José Duarte

Saramago.

Não a erva mas o nome, se bem que à erva me poderia dirigir também, não será a erva também digna de palavras e de emoções como o Walt Whitman tão bem o fazia? Bom, mas está claro que se me quisesse dirigir à erva não escreveria para aqui, como tal, dirijo-me sim a Saramago, o escritor. Desta forma subversiva inicio a carta, com esperança que afastando-me do convencional consiga prender-te, e que a mesma se destaque nas demais que recebes. Não por culpa tua, mas acredito que não deves ler todas, nem poderias, e mesmo lendo-as seria de uma incongruência não responder, e se a tal te dedicasses por certo nada mais farias e não poderias burilar as nossas perspectivas com os pertinentes textos do blog. Tenho 17 anos, chamo-me José Duarte, tenho um blog em www.jdmr.worpress.com. Há bem pouco tempo atrás, não mais de um ano, os teus escritos eram uma névoa de desconhecimento para mim, ouvia ocasionalmente o teu nome, mas nunca, sabe-se lá porquê procurei conhecer qualquer trabalho que seja com a rubrica José Saramago. Isso mudou com o Ensaio sobre a cegueira, não pela febre que o filme trouxe, li-o bem antes disso, logo a seguir vieram as Intermitências da morte, e deixa-me dizer-te que é uma notável prova de uma imaginação capaz de fazer voar qualquer passarola. Recentemente chegou-me o Memorial, pela disciplina de Língua Portuguesa, ainda não terminei, confesso, mas amo já Sete-Sóis quando acordo e Sete-Luas quando me deito. Tenho uma grande paixão pelas letras em especial pela poesia, como tal, e como diz o vulgo, cada um puxa a brasa à sua sardinha, deixo-lhe aqui um excerto de um poema escrito recentemente: No que terminam as árvores, em folhas, em ramos? /Ou em algo que nos falta à vista? /Terminam as estradas, onde nunca vamos? /Ou ao encontro da nossa conquista?
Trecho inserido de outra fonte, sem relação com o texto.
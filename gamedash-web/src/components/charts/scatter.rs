use yew::prelude::*;

use super::Frame;
use crate::charts::{ScatterChartSpec, color_for};

// Score axes use the natural domains of the data: user scores run 0-10,
// critic scores 0-100.
const USER_SCORE_MAX: f32 = 10.0;
const CRITIC_SCORE_MAX: f32 = 100.0;

#[derive(Properties, PartialEq, Clone)]
pub struct ScatterChartProps {
    pub spec: ScatterChartSpec,
}

/// Critic-vs-user score scatter, one dot per game, colored by genre.
#[function_component(ScatterChart)]
pub fn scatter_chart(props: &ScatterChartProps) -> Html {
    let spec = &props.spec;
    let frame = Frame::standard();

    let x_ticks = [0.0_f32, 2.0, 4.0, 6.0, 8.0, 10.0];
    let y_ticks = [0.0_f32, 20.0, 40.0, 60.0, 80.0, 100.0];

    html! {
        <svg
            class="chart scatter-chart"
            viewBox={format!("0 0 {} {}", frame.width, frame.height)}
            role="img"
            aria-label={spec.title.clone()}
        >
            <text x={format!("{}", frame.left)} y="20" class="chart-title" font-size="14">
                { spec.title.clone() }
            </text>
            { for y_ticks.iter().map(|&tick| {
                let y = frame.y(tick / CRITIC_SCORE_MAX);
                html! {
                    <g>
                        <line
                            x1={format!("{}", frame.left)} y1={format!("{y:.1}")}
                            x2={format!("{}", frame.width - frame.right)} y2={format!("{y:.1}")}
                            stroke="#e5e7eb"
                        />
                        <text x={format!("{}", frame.left - 8.0)} y={format!("{:.1}", y + 4.0)}
                            text-anchor="end" font-size="11">
                            { format!("{tick:.0}") }
                        </text>
                    </g>
                }
            })}
            { for x_ticks.iter().map(|&tick| {
                let x = frame.x(tick / USER_SCORE_MAX);
                html! {
                    <text x={format!("{x:.1}")} y={format!("{}", frame.height - frame.bottom + 18.0)}
                        text-anchor="middle" font-size="11">
                        { format!("{tick:.0}") }
                    </text>
                }
            })}
            <line
                x1={format!("{}", frame.left)} y1={format!("{}", frame.height - frame.bottom)}
                x2={format!("{}", frame.width - frame.right)} y2={format!("{}", frame.height - frame.bottom)}
                stroke="#9ca3af"
            />
            <line
                x1={format!("{}", frame.left)} y1={format!("{}", frame.top)}
                x2={format!("{}", frame.left)} y2={format!("{}", frame.height - frame.bottom)}
                stroke="#9ca3af"
            />
            { for spec.points.iter().map(|point| {
                let x = frame.x((point.user_score / USER_SCORE_MAX).clamp(0.0, 1.0));
                let y = frame.y((point.critic_score / CRITIC_SCORE_MAX).clamp(0.0, 1.0));
                html! {
                    <circle
                        cx={format!("{x:.1}")} cy={format!("{y:.1}")} r="4"
                        fill={color_for(point.genre)} fill-opacity="0.8"
                    />
                }
            })}
            { for spec.legend.iter().enumerate().map(|(index, genre)| {
                let y = frame.top + index as f32 * 18.0;
                let x = frame.width - frame.right + 16.0;
                html! {
                    <g class="legend-entry">
                        <rect x={format!("{x:.1}")} y={format!("{:.1}", y - 9.0)}
                            width="12" height="12" fill={color_for(index)} />
                        <text x={format!("{:.1}", x + 18.0)} y={format!("{:.1}", y + 2.0)} font-size="12">
                            { genre.clone() }
                        </text>
                    </g>
                }
            })}
            <text x={format!("{}", frame.left + frame.plot_width() / 2.0)}
                y={format!("{}", frame.height - 8.0)} text-anchor="middle" font-size="12">
                { spec.x_label.clone() }
            </text>
            <text x="16" y={format!("{}", frame.top + frame.plot_height() / 2.0)}
                text-anchor="middle" font-size="12"
                transform={format!("rotate(-90, 16, {})", frame.top + frame.plot_height() / 2.0)}>
                { spec.y_label.clone() }
            </text>
        </svg>
    }
}

#[cfg(test)]
mod tests {
    use super::*;
    use crate::charts::scatter_chart as build_spec;
    use futures::executor::block_on;
    use gamedash_core::ScorePair;
    use yew::LocalServerRenderer;

    fn pair(user: f32, critic: f32, genre: &str) -> ScorePair {
        ScorePair {
            user_score: user,
            critic_score: critic,
            genre: genre.to_string(),
        }
    }

    #[test]
    fn scatter_chart_renders_a_dot_per_pair_and_the_legend() {
        let spec = build_spec(&[
            pair(7.5, 80.0, "RPG"),
            pair(9.0, 90.0, "Action"),
            pair(8.0, 85.0, "RPG"),
        ])
        .expect("non-empty");
        let props = ScatterChartProps { spec };
        let html = block_on(LocalServerRenderer::<ScatterChart>::with_props(props).render());
        assert!(html.contains("Critics and users scores"));
        assert_eq!(html.matches("<circle").count(), 3);
        assert!(html.contains("RPG"));
        assert!(html.contains("Action"));
        assert!(html.contains("User score"));
        assert!(html.contains("Critic score"));
    }
}
#![forbid(unsafe_code)]
#[cfg(target_arch = "wasm32")]
use wasm_bindgen::prelude::*;

pub mod app;
pub mod charts;
pub mod components;
pub mod pages;
pub mod router;

#[cfg(target_arch = "wasm32")]
#[wasm_bindgen(start)]
pub fn start() {
    #[cfg(feature = "console_error_panic_hook")]
    console_error_panic_hook::set_once();
    yew::Renderer::<app::App>::new().render();
}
Quer leia esta carta ou não, e consequentemente a quadra que te deixo, diverti-me igual, porque o imagino sentado num cadeirão do escritório, com o indicador e o dedo maior, juntos, encostados na cabeça, ajeitando os óculos a ler, transpondo-me ao sentido reverso, pois sou eu que leio o que escreve, e que é meu também, ou não serão os livros de quem os lê? Quer leia esta carta ou não, valeu a pena, vale sempre se a alma não é pequena, ou não fosse isso que disse o grande poeta. P.S. Desculpo a proximidade do “tu” que utilizei, mas é o resultado das emoções que os teus livros fazem despontar.